_WHAT YOU WILL DO_
Report all lines in the records that hold the string "InvalidTemporalConstraint".
*** MATERIAL FOR THE TASK
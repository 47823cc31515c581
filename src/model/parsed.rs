//! The structured form of a free-text query.

use std::collections::BTreeMap;
use std::fmt;
use std::str::FromStr;

use serde::{Deserialize, Serialize};

use super::quantity::QuantityType;

// ============================================================================
// Intent
// ============================================================================

/// What the user wants back.
#[derive(Debug, Clone, Copy, PartialEq, Eq, Default, Serialize, Deserialize)]
#[serde(rename_all = "lowercase")]
pub enum Intent {
    /// Find matching documents.
    #[default]
    Search,
    /// Aggregate values of a quantity.
    Statistics,
    /// Put values side by side. Compiles as a search.
    Compare,
}

impl Intent {
    pub fn name(&self) -> &'static str {
        match self {
            Intent::Search => "search",
            Intent::Statistics => "statistics",
            Intent::Compare => "compare",
        }
    }

    pub fn from_name(name: &str) -> Option<Intent> {
        match name.trim().to_lowercase().as_str() {
            "search" => Some(Intent::Search),
            "statistics" | "stats" => Some(Intent::Statistics),
            "compare" | "comparison" => Some(Intent::Compare),
            _ => None,
        }
    }
}

// ============================================================================
// Temporal constraint
// ============================================================================

/// Error for a temporal constraint string that is neither `recent` nor a year.
#[derive(Debug, Clone, PartialEq, Eq, thiserror::Error)]
#[error("Unrecognised temporal constraint: {0}")]
pub struct InvalidTemporalConstraint(pub String);

/// Restriction on publication date.
///
/// Serialized as `"recent"` or a four-digit year such as `"2023"`.
#[derive(Debug, Clone, Copy, PartialEq, Eq, Serialize, Deserialize)]
#[serde(try_from = "String", into = "String")]
pub enum TemporalConstraint {
    /// Published within the configured recency window.
    Recent,
    /// Published in the given calendar year.
    Year(i32),
}

impl FromStr for TemporalConstraint {
    type Err = InvalidTemporalConstraint;

    fn from_str(s: &str) -> Result<Self, Self::Err> {
        let trimmed = s.trim();
        if trimmed.eq_ignore_ascii_case("recent") {
            return Ok(TemporalConstraint::Recent);
        }
        if trimmed.len() == 4 && trimmed.bytes().all(|b| b.is_ascii_digit()) {
            if let Ok(year) = trimmed.parse() {
                return Ok(TemporalConstraint::Year(year));
            }
        }
        Err(InvalidTemporalConstraint(s.to_string()))
    }
}

impl TryFrom<String> for TemporalConstraint {
    type Error = InvalidTemporalConstraint;

    fn try_from(value: String) -> Result<Self, Self::Error> {
        value.parse()
    }
}

impl From<TemporalConstraint> for String {
    fn from(value: TemporalConstraint) -> Self {
        value.to_string()
    }
}

impl fmt::Display for TemporalConstraint {
    fn fmt(&self, f: &mut fmt::Formatter<'_>) -> fmt::Result {
        match self {
            TemporalConstraint::Recent => f.write_str("recent"),
            TemporalConstraint::Year(year) => write!(f, "{:04}", year),
        }
    }
}

// ============================================================================
// Quantity range
// ============================================================================

/// A bound on one quantity, in the stated unit and in the canonical unit.
///
/// Only constructed through [`QuantityRange::new`], which guarantees at least
/// one finite bound, `min <= max`, and normalized values for every raw value.
#[derive(Debug, Clone, PartialEq, Serialize, Deserialize)]
#[serde(try_from = "RangeRepr")]
pub struct QuantityRange {
    #[serde(rename = "type")]
    quantity: QuantityType,
    min_value: Option<f64>,
    max_value: Option<f64>,
    unit: String,
    normalized_min: Option<f64>,
    normalized_max: Option<f64>,
}

impl QuantityRange {
    /// Build a range, normalizing both bounds.
    ///
    /// Non-finite bounds are discarded and reversed bounds swapped. Returns
    /// `None` when no bound survives.
    pub fn new(
        quantity: QuantityType,
        min_value: Option<f64>,
        max_value: Option<f64>,
        unit: impl Into<String>,
    ) -> Option<Self> {
        let unit = unit.into().trim().to_string();
        let finite = |v: Option<f64>| v.filter(|v| v.is_finite());
        let (mut min_value, mut max_value) = (finite(min_value), finite(max_value));
        if let (Some(lo), Some(hi)) = (min_value, max_value) {
            if lo > hi {
                min_value = Some(hi);
                max_value = Some(lo);
            }
        }

        let normalized = |v: Option<f64>| v.map(|v| quantity.normalize(v, &unit));
        let (mut normalized_min, mut normalized_max) =
            (normalized(min_value), normalized(max_value));

        // A bound that overflows during conversion is unusable.
        if normalized_min.is_some_and(|v| !v.is_finite()) {
            min_value = None;
            normalized_min = None;
        }
        if normalized_max.is_some_and(|v| !v.is_finite()) {
            max_value = None;
            normalized_max = None;
        }

        if min_value.is_none() && max_value.is_none() {
            return None;
        }

        Some(Self {
            quantity,
            min_value,
            max_value,
            unit,
            normalized_min,
            normalized_max,
        })
    }

    pub fn quantity(&self) -> QuantityType {
        self.quantity
    }

    pub fn min_value(&self) -> Option<f64> {
        self.min_value
    }

    pub fn max_value(&self) -> Option<f64> {
        self.max_value
    }

    pub fn unit(&self) -> &str {
        &self.unit
    }

    pub fn normalized_min(&self) -> Option<f64> {
        self.normalized_min
    }

    pub fn normalized_max(&self) -> Option<f64> {
        self.normalized_max
    }

    /// Whether the stated unit appears in the quantity's conversion table.
    pub fn has_known_unit(&self) -> bool {
        self.quantity.lookup_unit(&self.unit).is_some()
    }

    /// Both bounds present.
    pub fn is_closed(&self) -> bool {
        self.min_value.is_some() && self.max_value.is_some()
    }
}

/// Wire shape of a range; normalized values are recomputed on load.
#[derive(Deserialize)]
struct RangeRepr {
    #[serde(rename = "type")]
    quantity: QuantityType,
    #[serde(default)]
    min_value: Option<f64>,
    #[serde(default)]
    max_value: Option<f64>,
    unit: String,
}

impl TryFrom<RangeRepr> for QuantityRange {
    type Error = String;

    fn try_from(repr: RangeRepr) -> Result<Self, Self::Error> {
        QuantityRange::new(repr.quantity, repr.min_value, repr.max_value, repr.unit)
            .ok_or_else(|| format!("{} range has no finite bound", repr.quantity))
    }
}

// ============================================================================
// Parsed query
// ============================================================================

/// Which extraction strategy produced a [`ParsedQuery`].
#[derive(Debug, Clone, Copy, PartialEq, Eq, Default, Serialize, Deserialize)]
#[serde(rename_all = "lowercase")]
pub enum Strategy {
    Delegated,
    #[default]
    Deterministic,
}

/// Structured representation of a free-text query.
#[derive(Debug, Clone, PartialEq, Serialize, Deserialize)]
pub struct ParsedQuery {
    pub intent: Intent,
    /// At most one range per quantity.
    pub parameters: BTreeMap<QuantityType, QuantityRange>,
    pub keywords: Vec<String>,
    pub temporal_constraint: Option<TemporalConstraint>,
    /// Heuristic trust in the extraction, in `[0, 1]`.
    pub confidence: f64,
    pub original_query: String,
    #[serde(default)]
    pub strategy: Strategy,
    /// Raw delegate output, kept for debugging.
    #[serde(default, skip_serializing_if = "Option::is_none")]
    pub raw_response: Option<String>,
}

impl ParsedQuery {
    /// A query that extracted nothing.
    pub fn empty(original_query: impl Into<String>) -> Self {
        Self {
            intent: Intent::Search,
            parameters: BTreeMap::new(),
            keywords: Vec::new(),
            temporal_constraint: None,
            confidence: 0.0,
            original_query: original_query.into(),
            strategy: Strategy::Deterministic,
            raw_response: None,
        }
    }

    /// Nothing to filter on.
    pub fn is_empty(&self) -> bool {
        self.parameters.is_empty() && self.keywords.is_empty() && self.temporal_constraint.is_none()
    }

    /// Add a range unless one already exists for its quantity.
    ///
    /// Returns `false` when the range was ignored.
    pub fn add_range(&mut self, range: QuantityRange) -> bool {
        match self.parameters.entry(range.quantity()) {
            std::collections::btree_map::Entry::Occupied(_) => false,
            std::collections::btree_map::Entry::Vacant(slot) => {
                slot.insert(range);
                true
            }
        }
    }

    /// Add a keyword, skipping blanks and case-insensitive duplicates.
    pub fn add_keyword(&mut self, keyword: &str) {
        let keyword = keyword.trim();
        if keyword.is_empty()
            || self
                .keywords
                .iter()
                .any(|k| k.eq_ignore_ascii_case(keyword))
        {
            return;
        }
        self.keywords.push(keyword.to_string());
    }

    pub fn range(&self, quantity: QuantityType) -> Option<&QuantityRange> {
        self.parameters.get(&quantity)
    }

    /// Set the confidence, clamped to `[0, 1]`.
    pub fn set_confidence(&mut self, confidence: f64) {
        self.confidence = if confidence.is_nan() {
            0.0
        } else {
            confidence.clamp(0.0, 1.0)
        };
    }
}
******
_EXERCISE ANSWER_
pub struct InvalidTemporalConstraint(pub String);
    type Err = InvalidTemporalConstraint;
        Err(InvalidTemporalConstraint(s.to_string()))
    type Error = InvalidTemporalConstraint;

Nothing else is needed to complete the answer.